* [ABOUT THIS EXERCISE]
How many lines of the data contain the string "AmountFormat"? Write the number and nothing more.

══ INFORMATION SHOWN

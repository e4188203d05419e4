use std::path::PathBuf;

use bufy_domain::SnapshotField;

use crate::cli::core::{parse_amount, CommandError, CommandResult, ShellContext};
use crate::cli::output;
use super::CommandEntry;

pub(crate) fn definitions() -> Vec<CommandEntry> {
    vec![
        CommandEntry::new(
            "load",
            "Load an account snapshot from a JSON file",
            "load <path>",
            cmd_load,
        ),
        CommandEntry::new(
            "set",
            "Change a budget or income field of the loaded snapshot",
            "set <field> <amount>",
            cmd_set,
        ),
    ]
}

fn cmd_load(context: &mut ShellContext, args: &[&str]) -> CommandResult {
    if args.is_empty() {
        return Err(CommandError::InvalidArguments("usage: load <path>".into()));
    }
    let path = PathBuf::from(args.join(" "));
    context.load_snapshot(&path)?;

    if context.store.is_loaded() {
        output::success(format!("Loaded account snapshot from {}", path.display()));
    } else {
        output::warning(format!("{} holds no account snapshot", path.display()));
    }

    context.config.last_snapshot = Some(path);
    context.persist_config()
}

fn cmd_set(context: &mut ShellContext, args: &[&str]) -> CommandResult {
    if args.len() < 2 {
        return Err(CommandError::InvalidArguments(
            "usage: set <field> <amount>".into(),
        ));
    }
    context.require_snapshot()?;
    let field = SnapshotField::parse(args[0]).ok_or_else(|| {
        CommandError::InvalidArguments(format!("unknown snapshot field `{}`", args[0]))
    })?;
    let amount = parse_amount(args[1])?;

    context
        .store
        .update(|snapshot| snapshot.set_field(field, amount));
    context.sync_view();
    output::success(format!(
        "{} set to {}",
        field.field_name(),
        context.amount_format().format(amount)
    ));
    Ok(())
}
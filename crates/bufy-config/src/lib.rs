//! bufy-config
//!
//! Persistent user preferences for the budget view CLI.
//! Owns the Config data structure plus disk persistence helpers.

pub mod error;
pub mod manager;
pub mod model;

pub use error::ConfigError;
pub use manager::ConfigManager;
pub use model::{Config, Theme};
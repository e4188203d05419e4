use serde::{de::Deserializer, Deserialize, Serialize};
use std::{fmt, path::PathBuf};

use crate::ConfigError;

/// Accepted values for [`Config::default_filter`].
pub const FILTER_KEYS: [&str; 3] = ["all", "over", "under"];

/// Stores user-configurable CLI preferences for the budget view.
#[derive(Debug, Clone, Serialize, Deserialize)]
pub struct Config {
    pub locale: String,
    pub currency: String,
    #[serde(default)]
    pub theme: Theme,
    #[serde(default = "Config::default_ui_color_enabled")]
    pub ui_color_enabled: bool,
    #[serde(default = "Config::default_filter_value")]
    pub default_filter: String,

    #[serde(skip_serializing_if = "Option::is_none")]
    /// Account snapshot loaded on startup, if any.
    pub last_snapshot: Option<PathBuf>,
}

impl Default for Config {
    fn default() -> Self {
        Self {
            locale: "en-IN".into(),
            currency: "INR".into(),
            theme: Theme::default(),
            ui_color_enabled: Self::default_ui_color_enabled(),
            default_filter: Self::default_filter_value(),
            last_snapshot: None,
        }
    }
}

impl Config {
    pub fn default_filter_value() -> String {
        "all".into()
    }

    pub fn default_ui_color_enabled() -> bool {
        true
    }

    /// Sets a preference from its textual key and value.
    ///
    /// Keys: `locale`, `currency`, `theme`, `color`, `default_filter`.
    pub fn set_value(&mut self, key: &str, value: &str) -> Result<(), ConfigError> {
        let value = value.trim();
        let invalid = || ConfigError::InvalidValue {
            key: key.to_string(),
            value: value.to_string(),
        };
        match key.to_ascii_lowercase().as_str() {
            "locale" => {
                if value.is_empty() {
                    return Err(invalid());
                }
                self.locale = value.to_string();
            }
            "currency" => {
                if value.len() != 3 || !value.chars().all(|ch| ch.is_ascii_alphabetic()) {
                    return Err(invalid());
                }
                self.currency = value.to_ascii_uppercase();
            }
            "theme" => self.theme = Theme::parse(value),
            "color" => {
                self.ui_color_enabled = match value.to_ascii_lowercase().as_str() {
                    "on" | "true" | "yes" | "1" => true,
                    "off" | "false" | "no" | "0" => false,
                    _ => return Err(invalid()),
                };
            }
            "default_filter" => {
                let lowered = value.to_ascii_lowercase();
                if !FILTER_KEYS.contains(&lowered.as_str()) {
                    return Err(invalid());
                }
                self.default_filter = lowered;
            }
            _ => return Err(ConfigError::UnknownKey(key.to_string())),
        }
        Ok(())
    }

    /// Resolves the base directory for configuration files.
    ///
    /// `override_dir` wins, then `~/.budget_view`, then the working directory.
    pub fn resolve_base_dir(override_dir: Option<PathBuf>) -> PathBuf {
        if let Some(path) = override_dir {
            return path;
        }
        dirs::home_dir()
            .unwrap_or_else(|| PathBuf::from("."))
            .join(".budget_view")
    }
}

#[derive(Debug, Clone, Copy, Serialize, PartialEq, Eq)]
#[serde(rename_all = "lowercase")]
pub enum Theme {
    Plain,
    Iconic,
}

impl Theme {
    fn from_value(value: Option<String>) -> Self {
        value
            .map(|v| Theme::parse(v.trim()))
            .unwrap_or_default()
    }

    pub fn parse(value: &str) -> Self {
        match value.trim().to_ascii_lowercase().as_str() {
            "plain" => Theme::Plain,
            _ => Theme::Iconic,
        }
    }
}

impl Default for Theme {
    fn default() -> Self {
        Theme::Iconic
    }
}

impl fmt::Display for Theme {
    fn fmt(&self, f: &mut fmt::Formatter<'_>) -> fmt::Result {
        let label = match self {
            Theme::Plain => "plain",
            Theme::Iconic => "iconic",
        };
        f.write_str(label)
    }
}

impl<'de> Deserialize<'de> for Theme {
    fn deserialize<D>(deserializer: D) -> Result<Self, D::Error>
    where
        D: Deserializer<'de>,
    {
        let value = Option::<String>::deserialize(deserializer)?;
        Ok(Theme::from_value(value))
    }
}
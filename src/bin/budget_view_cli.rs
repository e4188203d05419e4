use std::{env, path::PathBuf, process::ExitCode};

use budget_view::cli::run_cli;
use budget_view::cli::output;

fn main() -> ExitCode {
    budget_view::init();
    let snapshot = env::args_os().nth(1).map(PathBuf::from);
    match run_cli(snapshot) {
        Ok(()) => ExitCode::SUCCESS,
        Err(err) => {
            output::error(&err);
            ExitCode::FAILURE
        }
    }
}
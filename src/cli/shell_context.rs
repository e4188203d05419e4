use std::{env, path::PathBuf, sync::Arc};

use bufy_config::{Config, ConfigManager, Theme};
use bufy_core::{AccountStore, BudgetListView, SettingsNavigation, StoreBackedActions};
use bufy_domain::BudgetFilter;
use dialoguer::theme::ColorfulTheme;
use tracing::warn;

use crate::currency::AmountFormat;
use crate::errors::CliError;

use super::{
    commands::CommandSet,
    output::{self, OutputPreferences},
};

/// Overrides the directory holding `config/config.json`.
pub const HOME_ENV: &str = "BUDGET_VIEW_HOME";

#[derive(Debug, Clone, Copy, PartialEq, Eq)]
pub enum CliMode {
    Interactive,
    Script,
}

pub struct ShellContext {
    pub mode: CliMode,
    pub commands: CommandSet,
    pub theme: ColorfulTheme,
    pub config_manager: ConfigManager,
    pub config: Config,
    pub store: Arc<AccountStore>,
    pub actions: StoreBackedActions,
    pub view: BudgetListView,
    pub settings: SettingsNavigation,
    pub snapshot_path: Option<PathBuf>,
    pub last_command: Option<String>,
    pub running: bool,
}

impl ShellContext {
    /// Builds the context under `$BUDGET_VIEW_HOME` or `~/.budget_view`.
    pub fn new(mode: CliMode) -> Result<Self, CliError> {
        let base = Config::resolve_base_dir(env::var_os(HOME_ENV).map(PathBuf::from));
        Self::with_home(mode, base)
    }

    pub fn with_home(mode: CliMode, base: PathBuf) -> Result<Self, CliError> {
        let config_manager = ConfigManager::with_base_dir(base)?;
        let config = config_manager.load()?;

        let store = Arc::new(AccountStore::default());
        let actions = StoreBackedActions::new(Arc::clone(&store));
        let mut view = BudgetListView::attach(Arc::clone(&store));
        match config.default_filter.parse::<BudgetFilter>() {
            Ok(filter) => view.set_filter(filter),
            Err(err) => warn!("ignoring configured default filter: {}", err),
        }

        let context = Self {
            mode,
            commands: CommandSet::builtin(),
            theme: ColorfulTheme::default(),
            config_manager,
            config,
            store,
            actions,
            view,
            settings: SettingsNavigation::default(),
            snapshot_path: None,
            last_command: None,
            running: true,
        };
        context.apply_output_preferences();
        Ok(context)
    }

    /// Pushes config-driven display settings into the output helpers.
    pub fn apply_output_preferences(&self) {
        output::set_preferences(OutputPreferences {
            plain_mode: self.config.theme == Theme::Plain,
            color_disabled: !self.config.ui_color_enabled || self.mode == CliMode::Script,
            quiet_mode: false,
        });
    }

    /// Amount formatting for the configured locale and currency.
    pub fn amount_format(&self) -> AmountFormat {
        AmountFormat::new(&self.config.locale, &self.config.currency)
    }

    /// Line-editor history kept next to `config.json`.
    pub fn history_path(&self) -> Option<PathBuf> {
        self.config_manager
            .config_path()
            .parent()
            .map(|dir| dir.join("history.txt"))
    }

    pub fn prompt(&self) -> String {
        let file = self
            .snapshot_path
            .as_ref()
            .and_then(|path| path.file_name())
            .and_then(|name| name.to_str());
        match file {
            Some(name) => format!("budget [{}]> ", name),
            None => "budget> ".to_string(),
        }
    }

    pub fn command_names(&self) -> Vec<&'static str> {
        self.commands.names().collect()
    }
}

════

* [EXERCISE RESULT]
3